Acerola pisze:Ale w sumie to ja nie bałdzo czaję o co kaman
Hmm. A ja przyznam, że nie chwytam, czego Ty nie czaisz....
Eh! Ograniczenia pisemnych form przekazu!
psychotique pisze:Szkoda tylko Nexa na pospolitego szarpidruta... gdyby basista chociaż... albo ładnie zbudowany perkusista.....
Acerola pisze:A co, gitarzysta to już musi byc chudzielec?
No w sumie nie.... szarpidruty z ładnymi, trójkątnymi plecami czasem się zdarzają.... aczkolwiek utalentowany, ładnie zbudowany, inteligentny itd. perkusista miałby u mnie zdecydowanie wyższe notowania niż jego obsługujący gitarę odpowiednik
psychotique pisze:No ja nie widzę związku tego filmiku z naszym sporem tutaj. O co chodzi z tymi cyferkami? Czemu one się tak jakoś.... poszturchują....?
Acerola pisze:One sobie... jakby to powiedzieć... Robią dobrze
Co, cyferki? Bez sensu! Bez sensu!
Harna pisze:A u mnie ostatnio króluje Glenn Miller.
Klasyka, klasyka
Na przemian z muzyką klasyczną [...]
A konkretnie? Jesli to nie tajemnica.... bo często szansa spotkania wielbicieli tzw. muzyki klasycznej na jednym koncercie wynosi zero
[...] i moim zawsze i wszędzie najnajnajnajnajnajnaj, czyli Queen. A kusi, by znów po niego sięgnąć, David Bowie.
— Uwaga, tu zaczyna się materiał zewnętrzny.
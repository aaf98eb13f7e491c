//! Integration tests: catalog × resolutions → output paths and geometry.

use std::collections::HashSet;
use std::path::{Path, PathBuf};
use storeshot_core::layout::frac;
use storeshot_core::{PageDots, PhoneFrame, RESOLUTIONS, SCREENSHOTS, Scale, output_path};

// ─── Output naming ───────────────────────────────────────────────────────

#[test]
fn every_combination_has_a_distinct_path() {
    let base = Path::new("/tmp/shots");
    let paths: HashSet<PathBuf> = RESOLUTIONS
        .iter()
        .flat_map(|r| (0..SCREENSHOTS.len()).map(move |i| output_path(base, r, i)))
        .collect();

    assert_eq!(paths.len(), 10);
    assert!(paths.contains(Path::new("/tmp/shots/6.7/screenshot_1.png")));
    assert!(paths.contains(Path::new("/tmp/shots/6.5/screenshot_5.png")));
}

// ─── Geometry ────────────────────────────────────────────────────────────

#[test]
fn phone_frame_fits_inside_every_canvas() {
    for r in RESOLUTIONS {
        let frame = PhoneFrame::for_canvas(r.width, r.height);
        let screen = frame.screen(Scale::for_width(r.width));

        assert!(frame.body.x > 0.0 && frame.body.right() < r.width as f32);
        assert!(frame.body.y > 0.0 && frame.body.bottom() < r.height as f32);
        assert!(screen.x > frame.body.x && screen.right() < frame.body.right());
        assert!(screen.y > frame.body.y && screen.bottom() < frame.body.bottom());
    }
}

#[test]
fn page_dots_sit_below_the_phone() {
    for r in RESOLUTIONS {
        let scale = Scale::for_width(r.width);
        let frame = PhoneFrame::for_canvas(r.width, r.height);
        let dots = PageDots::for_canvas(r.width, r.height, scale);
        for (x, y) in dots.centers {
            assert!(y - dots.radius > frame.body.bottom());
            assert!(x - dots.radius >= 0.0 && x + dots.radius <= r.width as f32);
        }
    }
}

#[test]
fn geometry_is_recomputed_identically() {
    for r in RESOLUTIONS {
        assert_eq!(
            PhoneFrame::for_canvas(r.width, r.height),
            PhoneFrame::for_canvas(r.width, r.height)
        );
    }
    assert_eq!(frac(2796.0, 0.06), 167.0);
}
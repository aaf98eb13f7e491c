//! "Weather & Travel": forecast cards, travel-time comparison, route info.

use super::{Painter, content_band};
use crate::icons::draw_icon;
use crate::text::Style;
use storeshot_core::color::{
    BLACK, BLUE, CAT_BLUE, CAT_GREEN, DARK_GRAY, LIGHT_GRAY, MID_GRAY, WHITE,
};
use storeshot_core::layout::frac;
use storeshot_core::{Area, IconKind, Rgb, ScreenKind};

struct Forecast {
    day: &'static str,
    icon: IconKind,
    temperature: &'static str,
    description: &'static str,
}

const FORECAST: [Forecast; 3] = [
    Forecast {
        day: "Mon",
        icon: IconKind::Sun,
        temperature: "72F",
        description: "Sunny",
    },
    Forecast {
        day: "Tue",
        icon: IconKind::CloudSun,
        temperature: "68F",
        description: "Partly Cloudy",
    },
    Forecast {
        day: "Wed",
        icon: IconKind::Sun,
        temperature: "75F",
        description: "Sunny",
    },
];

struct TravelTime {
    icon: IconKind,
    label: &'static str,
    duration: &'static str,
    color: Rgb,
}

const TRAVEL_TIMES: [TravelTime; 2] = [
    TravelTime {
        icon: IconKind::Car,
        label: "By Car",
        duration: "15 min",
        color: CAT_BLUE,
    },
    TravelTime {
        icon: IconKind::Walk,
        label: "Walking",
        duration: "32 min",
        color: CAT_GREEN,
    },
];

pub(super) fn draw(p: &mut Painter<'_>, area: Area, content_y: f32) {
    let inner = content_band(area);

    let section_y = content_y + p.px(20.0);
    p.text(inner.x, section_y, "Weather Forecast", 30.0, Style::Bold, BLACK);

    let cards_y = section_y + p.px(50.0);
    let spacing = p.px(12.0);
    let card_w = ((inner.width - 2.0 * spacing) / 3.0).trunc();
    let card_h = frac(area.height, 0.26);
    for (i, day) in FORECAST.iter().enumerate() {
        let x = inner.x + i as f32 * (card_w + spacing);
        forecast_card(p, day, x, cards_y, card_w, card_h);
    }

    let travel_y = cards_y + card_h + p.px(35.0);
    p.text(inner.x, travel_y, "Travel Times", 30.0, Style::Bold, BLACK);
    let card_y = travel_y + p.px(50.0);
    let card_h = frac(area.height, 0.14);
    travel_card(p, inner, card_y, card_h);

    let route_y = card_y + card_h + p.px(20.0);
    let route_h = frac(area.height, 0.08);
    let limit = area.bottom() - p.px(15.0);
    if p.fits(ScreenKind::WeatherTravel, "route-info", route_y + route_h, limit) {
        route_card(p, inner, route_y, route_h);
    }
}

fn forecast_card(p: &mut Painter<'_>, day: &Forecast, x: f32, y: f32, w: f32, h: f32) {
    log::trace!("forecast card {:?} at x={x}", day.day);
    p.card(x, y, x + w, y + h, p.px(18.0));
    p.text_centered(x, w, y + p.px(15.0), day.day, 24.0, Style::Bold, DARK_GRAY);

    let icon = p.px(70.0);
    let (icon_x, icon_y) = (x + ((w - icon) / 2.0).floor(), y + p.px(50.0));
    draw_icon(p.canvas, icon_x, icon_y, icon as u32, day.icon, DARK_GRAY);

    let (temp_y, desc_y) = (y + p.px(130.0), y + p.px(175.0));
    p.text_centered(x, w, temp_y, day.temperature, 38.0, Style::Bold, BLACK);
    p.text_centered(x, w, desc_y, day.description, 18.0, Style::Regular, MID_GRAY);
}

fn travel_card(p: &mut Painter<'_>, inner: Area, y: f32, h: f32) {
    p.card(inner.x, y, inner.right(), y + h, p.px(18.0));

    let half = (inner.width / 2.0).floor();
    let mid_y = y + (h / 2.0).floor();
    for (j, entry) in TRAVEL_TIMES.iter().enumerate() {
        let x = inner.x + j as f32 * half;
        if j == 1 {
            let inset = p.px(15.0);
            p.canvas.line((x, y + inset), (x, y + h - inset), LIGHT_GRAY, 2.0);
        }
        let icon = p.px(50.0);
        let (icon_x, icon_y) = (x + p.px(20.0), mid_y - (icon / 2.0).floor());
        draw_icon(p.canvas, icon_x, icon_y, icon as u32, entry.icon, entry.color);

        let text_x = x + p.px(80.0);
        p.text(text_x, mid_y - p.px(25.0), entry.duration, 34.0, Style::Bold, BLACK);
        p.text(text_x, mid_y + p.px(12.0), entry.label, 20.0, Style::Regular, MID_GRAY);
    }
}

fn route_card(p: &mut Painter<'_>, inner: Area, y: f32, h: f32) {
    p.canvas.rounded_rect(
        inner.x,
        y,
        inner.right(),
        y + h,
        p.px(14.0),
        Some(BLUE.lerp(WHITE, 0.9)),
        Some((BLUE.lerp(WHITE, 0.7), 2.0)),
    );
    let x = inner.x + p.px(20.0);
    let route = "Eiffel Tower -> Le Jules Verne";
    p.text(x, y + frac(h, 0.15), route, 24.0, Style::Bold, BLUE);
    let note = "1.2 km - Scenic route available";
    p.text(x, y + frac(h, 0.55), note, 22.0, Style::Regular, DARK_GRAY);
}

#[cfg(test)]
mod tests {
    use super::*;
    use crate::canvas::Canvas;
    use crate::text::FontBook;
    use pretty_assertions::assert_eq;
    use storeshot_core::{Diagnostics, PhoneFrame, Scale};

    fn render(height: u32) -> (Canvas, Diagnostics) {
        let fonts = FontBook::builtin();
        let mut canvas = Canvas::new(1290, height, WHITE).unwrap();
        let mut diagnostics = Diagnostics::new();
        let scale = Scale::for_width(1290);
        let area = PhoneFrame::for_canvas(1290, height).screen(scale);
        let mut p = Painter::new(&mut canvas, &fonts, &mut diagnostics, scale);
        let content_y = area.y + 195.0;
        draw(&mut p, area, content_y);
        (canvas, diagnostics)
    }

    #[test]
    fn route_card_drawn_when_it_fits() {
        let (canvas, diagnostics) = render(2796);
        assert!(diagnostics.is_empty());
        // Route card spans y 1847..1983 on the full-size canvas; sample its fill
        // right of the text.
        assert_eq!(canvas.pixel(1070, 1900), Some(BLUE.lerp(WHITE, 0.9)));
    }

    #[test]
    fn route_card_skipped_on_short_screens() {
        let (_, diagnostics) = render(1100);
        let elements: Vec<&str> = diagnostics.iter().map(|d| d.element).collect();
        assert_eq!(elements, vec!["route-info"]);
    }
}
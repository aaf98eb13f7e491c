//! Mock app screens drawn inside the phone frame.
//!
//! Every screen draws the status bar and navigation bar, then lays out its
//! literal content below the nav separator. Offsets are reference pixels
//! scaled through [`Painter::px`]; proportional offsets use
//! [`frac`](storeshot_core::layout::frac) on the screen area.

mod bookings;
mod itinerary;
mod share;
mod trips;
mod weather;

use crate::canvas::Canvas;
use crate::chrome;
use crate::text::{Font, FontBook, Style};
use storeshot_core::color::{LIGHT_GRAY, OFF_WHITE};
use storeshot_core::layout::frac;
use storeshot_core::{Area, Diagnostics, LayoutDiagnostic, Rgb, Scale, ScreenKind};

/// Side margin of card content, as a fraction of the screen width.
const CONTENT_MARGIN: f32 = 0.06;

// ─── Painter ─────────────────────────────────────────────────────────────

/// Everything a screen renderer draws with.
pub struct Painter<'a> {
    pub canvas: &'a mut Canvas,
    pub fonts: &'a FontBook<'a>,
    pub diagnostics: &'a mut Diagnostics,
    pub scale: Scale,
}

impl<'a> Painter<'a> {
    pub fn new(
        canvas: &'a mut Canvas,
        fonts: &'a FontBook<'a>,
        diagnostics: &'a mut Diagnostics,
        scale: Scale,
    ) -> Self {
        Self {
            canvas,
            fonts,
            diagnostics,
            scale,
        }
    }

    /// A reference-canvas offset scaled to this canvas.
    #[inline]
    pub fn px(&self, v: f32) -> f32 {
        self.scale.px(v)
    }

    /// Font at a reference size, scaled to this canvas.
    pub fn font(&self, size: f32, style: Style) -> Font<'a> {
        self.fonts.font(self.px(size), style)
    }

    /// Ink width of `text` at a reference size.
    pub fn text_width(&self, text: &str, size: f32, style: Style) -> f32 {
        self.font(size, style).measure(text).width()
    }

    pub fn text(&mut self, x: f32, y: f32, text: &str, size: f32, style: Style, color: Rgb) {
        let font = self.font(size, style);
        font.draw(self.canvas, x, y, text, color);
    }

    #[allow(clippy::too_many_arguments)]
    pub fn text_centered(
        &mut self,
        left: f32,
        width: f32,
        y: f32,
        text: &str,
        size: f32,
        style: Style,
        color: Rgb,
    ) {
        let font = self.font(size, style);
        font.draw_centered(self.canvas, left, width, y, text, color);
    }

    /// Off-white card with a light gray 2 px outline.
    pub fn card(&mut self, x0: f32, y0: f32, x1: f32, y1: f32, radius: f32) {
        self.canvas
            .rounded_rect(x0, y0, x1, y1, radius, Some(OFF_WHITE), Some((LIGHT_GRAY, 2.0)));
    }

    /// Whether an element ending at `bottom` stays strictly above `limit`;
    /// records a diagnostic when it does not.
    pub fn fits(
        &mut self,
        screen: ScreenKind,
        element: &'static str,
        bottom: f32,
        limit: f32,
    ) -> bool {
        self.check(bottom < limit, screen, element, bottom, limit)
    }

    /// Like [`Painter::fits`], but an element may end exactly at `limit`.
    pub fn fits_within(
        &mut self,
        screen: ScreenKind,
        element: &'static str,
        bottom: f32,
        limit: f32,
    ) -> bool {
        self.check(bottom <= limit, screen, element, bottom, limit)
    }

    fn check(
        &mut self,
        ok: bool,
        screen: ScreenKind,
        element: &'static str,
        bottom: f32,
        limit: f32,
    ) -> bool {
        if !ok {
            self.diagnostics
                .push(LayoutDiagnostic::overflow(screen, element, bottom, limit));
        }
        ok
    }
}

// ─── Dispatch ────────────────────────────────────────────────────────────

/// Draw `kind` into the phone's screen `area`.
pub fn draw_screen(kind: ScreenKind, p: &mut Painter<'_>, area: Area) {
    log::debug!("screen {kind:?} in {area:?}");
    chrome::status_bar(p, area);
    let content_y = chrome::nav_bar(p, area, kind.nav_title());
    match kind {
        ScreenKind::TripList => trips::draw(p, area, content_y),
        ScreenKind::Itinerary => itinerary::draw(p, area, content_y),
        ScreenKind::Bookings => bookings::draw(p, area, content_y),
        ScreenKind::WeatherTravel => weather::draw(p, area, content_y),
        ScreenKind::ShareTrip => share::draw(p, area, content_y),
    }
}

/// Horizontal content band shared by the card-based screens.
fn content_band(area: Area) -> Area {
    area.inset_x(frac(area.width, CONTENT_MARGIN))
}
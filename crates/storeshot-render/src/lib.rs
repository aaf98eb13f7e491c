//! storeshot-render: rasterizes the Travly marketing screenshots.
//!
//! Geometry is built with kurbo and filled by tiny-skia on the CPU; text is
//! outlined with ttf-parser, falling back to a built-in bitmap font. The
//! output is deterministic for a given font set.

pub mod builtin_font;
pub mod canvas;
pub mod chrome;
pub mod compose;
pub mod error;
pub mod generate;
pub mod icons;
pub mod screens;
pub mod text;

pub use canvas::Canvas;
pub use compose::{RenderedScreenshot, render_png, render_screenshot};
pub use error::{RenderError, Result};
pub use generate::{DEFAULT_OUTPUT_BASE, GeneratedShot, GeneratorConfig, generate_all};
pub use icons::draw_icon;
pub use screens::{Painter, draw_screen};
pub use text::{Font, FontBook, FontData, FontPaths, Style, TextBounds, Typeface};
Homosexualiści, bisexualiści.... no wiesz Harna, nie poejrzewałam Cię o to....
Generalnie w muzyce lubię różnorodność, bo i Frank Sinatra u mnie czasami zabrzmi, i Manson, i Grechuta.
Mieszanka iście piorunująca
Ale Sinatra? W jednym zdaniu z Mansonem? Biedny Frank gotów Cię po nocach straszyć za to!
Klasyczne "wyjce" też, acz rzadziej, bo ja operę bardzo lubię, ale rodzina już mniej
Hmm. Kto wie, może okazałoby się, że to po prostu kwestia wyboru odpowienich dzieł. Bo nawet jeśli nie leżą im opery Mozarta, to może usłyszawszy np.
Zamek Księcia Sinobrodego, jaki popełnił Bartok, albo
Salome Ryszarda Straussa, zmienili by zdanie co do opery jako takiej.....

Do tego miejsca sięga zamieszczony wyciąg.